Au rythme d'un ambiant groovy
Parmi les artistes des années 70 encore vivants, il y a ceux qui ont mal vieilli (allez Elton John, c'est gratuit) et quelques autre - plus rares - qui s'en sortent bien. Brian Eno est de ceux-là. Claviériste de la première mouture de Roxy Music, âme soeur de David Byrne et bienfaiteur des Talking Heads, pionnier de l'ambiant et accessoirement producteur de génie, le "non-musicien" Eno a une belle carrière lui. Il aurait pu s'arrêter il y a plus de 10 ans avec les honneurs. Mais, vous vous en doutez, il ne s'est jamais arrêté et il y a fort à parier qu'il ne s'arrêtera jamais. En cette année 2014, Brian semble avoir trouvé un nouveau compagnon d'infortune : Karl Hyde, l'ex-chanteur guitariste du groupe house Underworld.
Délaissant l'espace de cette collaboration l'ambiant qui fait depuis longtemps sa marque de fabrique (écouter à l'occasion le Lux de 2012, ça peut guérir le cancer il parait), Eno parait s'amuser comme un fou avec son poto Karl. La preuve : deux albums déjà parus en 2014, le deuxième meilleur que le premier - bon signe. Depuis sa production jusque dans la composition de certains morceaux, High Life ne manque pas de rappeler My Life In The Bush of Ghost, le sommet de la production Eno/Byrne, avec le Remain In Light des Talking Heads. À cet égard, "Time to Waste It" est troublante de parenté avec MLITBOG !
D'entrée, on comprend qu'avec High Life on est en présence de deux amoureux du son. La production est aux petits oignons, la texture des guitares (l'instrument dominant du disque) est à se damner et l'ambiance est parfaitement envoûtante. C'est la plus grande qualité de l'album et son plus grand défaut. Car là où le son est magnifique, les compositions restent... en suspens. Chaque morceau a une idée de base ; des guitares répétitives qui s'entremêlent jusqu'à l'extase, des assauts électriques en contrepoints, une rythmique venue du désert aux chants distordus, une mélodie à l'africaine répétée en boucle sur des chœurs bienheureux, etc... L'idée est posée dès le départ et on sait à quoi s'attendre pendant les 5 à 9 minutes du morceau. Au temps pour l'écriture !

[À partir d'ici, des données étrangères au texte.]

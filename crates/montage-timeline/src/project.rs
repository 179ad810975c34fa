//! Project type — the full editable composition.

use serde::{Deserialize, Serialize};
use uuid::Uuid;

use crate::track::Track;

/// The full editable composition: tracks plus an authoritative duration.
///
/// `duration` is the project length and is independent of clip extents —
/// a project may end after its last clip (trailing black/silence) or be
/// edited down below it.
#[derive(Debug, Clone, Serialize, Deserialize)]
pub struct Project {
    /// Unique project ID
    pub id: Uuid,
    /// Project name
    pub name: String,
    /// Ordered tracks
    pub tracks: Vec<Track>,
    /// Authoritative project length in seconds
    pub duration: f64,
}

impl Project {
    /// Create a new empty project.
    pub fn new(name: impl Into<String>, duration: f64) -> Self {
        Self {
            id: Uuid::new_v4(),
            name: name.into(),
            tracks: Vec::new(),
            duration,
        }
    }

    /// Append a track.
    pub fn add_track(&mut self, track: Track) {
        self.tracks.push(track);
    }

    /// Timeline position where the last clip on any track ends.
    pub fn clip_end(&self) -> f64 {
        self.tracks.iter().map(|t| t.end()).fold(0.0, f64::max)
    }
}

impl Default for Project {
    fn default() -> Self {
        Self::new("Untitled Project", 0.0)
    }
}
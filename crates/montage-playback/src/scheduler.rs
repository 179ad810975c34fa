//! Display-tick scheduling.
//!
//! The engine's advance loop runs once per display refresh. Hosts with
//! their own redraw loop call [`PlaybackEngine::advance`](crate::engine::PlaybackEngine::advance)
//! directly; hosts without one can spawn a [`FrameTicker`] and forward its
//! deltas. Tests drive `advance` manually with synthetic deltas.

use std::sync::atomic::{AtomicBool, Ordering};
use std::sync::Arc;
use std::thread::{self, JoinHandle};
use std::time::{Duration, Instant};

use crossbeam_channel::{bounded, Receiver};
use tracing::debug;

/// A thread emitting elapsed-time deltas (seconds) at a fixed interval.
///
/// Deltas that the receiver is too slow to take are carried into the next
/// tick rather than dropped, so no elapsed time is ever lost.
pub struct FrameTicker {
    stop: Arc<AtomicBool>,
    handle: Option<JoinHandle<()>>,
}

impl FrameTicker {
    /// Spawn a ticker emitting roughly every `interval`.
    pub fn spawn(interval: Duration) -> (Self, Receiver<f64>) {
        let stop = Arc::new(AtomicBool::new(false));
        let (tx, rx) = bounded::<f64>(1);

        let flag = Arc::clone(&stop);
        let handle = thread::spawn(move || {
            let mut last = Instant::now();
            let mut carry = 0.0;
            while !flag.load(Ordering::Relaxed) {
                thread::sleep(interval);
                let now = Instant::now();
                let dt = now.duration_since(last).as_secs_f64() + carry;
                last = now;
                carry = match tx.try_send(dt) {
                    Ok(()) => 0.0,
                    Err(_) => dt,
                };
            }
            debug!("frame ticker stopped");
        });

        (
            Self {
                stop,
                handle: Some(handle),
            },
            rx,
        )
    }

    /// Stop the ticker thread and wait for it to exit.
    pub fn stop(mut self) {
        self.shutdown();
    }

    fn shutdown(&mut self) {
        self.stop.store(true, Ordering::Relaxed);
        if let Some(handle) = self.handle.take() {
            let _ = handle.join();
        }
    }
}

impl Drop for FrameTicker {
    fn drop(&mut self) {
        self.shutdown();
    }
}
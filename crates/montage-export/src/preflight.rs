//! Pre-flight validation.
//!
//! Every check must pass before the encoder is spawned; any failure
//! aborts the export with a specific, user-facing reason and performs no
//! partial writes.

use std::fs;
use std::path::Path;

use montage_core::{MontageError, Result};
use montage_media::ffmpeg_available;
use tracing::debug;

use crate::plan::ExportPlan;
use crate::settings::DISK_SAFETY_MARGIN;

/// Validate a plan against the real environment.
///
/// Order matters for error specificity: missing sources are reported
/// before environment problems, and the encoder is only probed once the
/// cheap filesystem checks pass.
pub fn preflight(plan: &ExportPlan) -> Result<()> {
    for path in plan.source_files() {
        if !path.exists() {
            return Err(MontageError::MediaNotFound(format!(
                "source file missing: {}",
                path.display()
            )));
        }
    }

    let out_dir = output_dir(&plan.output_path);
    check_writable(&out_dir)?;
    check_disk_space(&out_dir, required_bytes(plan.bitrate_mbps, plan.duration))?;

    if !ffmpeg_available() {
        return Err(MontageError::Validation(
            "FFmpeg encoder not found or not responding; install ffmpeg and retry".into(),
        ));
    }

    debug!(output = %plan.output_path.display(), "pre-flight checks passed");
    Ok(())
}

/// Estimated output size in bytes: `bitrate_mbps × duration / 8` with the
/// safety margin applied.
pub fn required_bytes(bitrate_mbps: f64, duration_seconds: f64) -> u64 {
    let megabytes = bitrate_mbps * duration_seconds / 8.0;
    (megabytes * 1_000_000.0 * DISK_SAFETY_MARGIN) as u64
}

fn output_dir(output_path: &Path) -> std::path::PathBuf {
    match output_path.parent() {
        Some(dir) if !dir.as_os_str().is_empty() => dir.to_path_buf(),
        _ => std::path::PathBuf::from("."),
    }
}

/// Verify writability with a scratch write/delete rather than trusting
/// permission bits.
fn check_writable(dir: &Path) -> Result<()> {
    let scratch = dir.join(format!(".montage-scratch-{}", std::process::id()));
    fs::write(&scratch, b"scratch")
        .map_err(|e| MontageError::Validation(format!(
            "output directory {} is not writable: {e}",
            dir.display()
        )))?;
    let _ = fs::remove_file(&scratch);
    Ok(())
}

fn check_disk_space(dir: &Path, required: u64) -> Result<()> {
    let available = fs2::available_space(dir).map_err(|e| {
        MontageError::Validation(format!(
            "cannot determine free space for {}: {e}",
            dir.display()
        ))
    })?;
    if available < required {
        return Err(MontageError::Validation(format!(
            "not enough disk space: need about {} MB, {} MB available",
            required / 1_000_000,
            available / 1_000_000
        )));
    }
    Ok(())
}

Brian Eno est un petit malin, il ne sort de l'ambiant que pour mieux en appliquer les principes ailleurs. Et Hyde de le cautionner avec entrain. Fort heureusement, les deux gusses n'ont pas volé leur réputation, et ils savent garder l'auditeur en haleine jusqu'au bout grâce à leur maîtrise sonore. L'ambiant est bien là, en loucedé, les morceaux pourraient très bien ne jamais finir. Un peu comme cette collaboration, on croise les doigts car Eno semble y avoir trouvé une seconde jeunesse !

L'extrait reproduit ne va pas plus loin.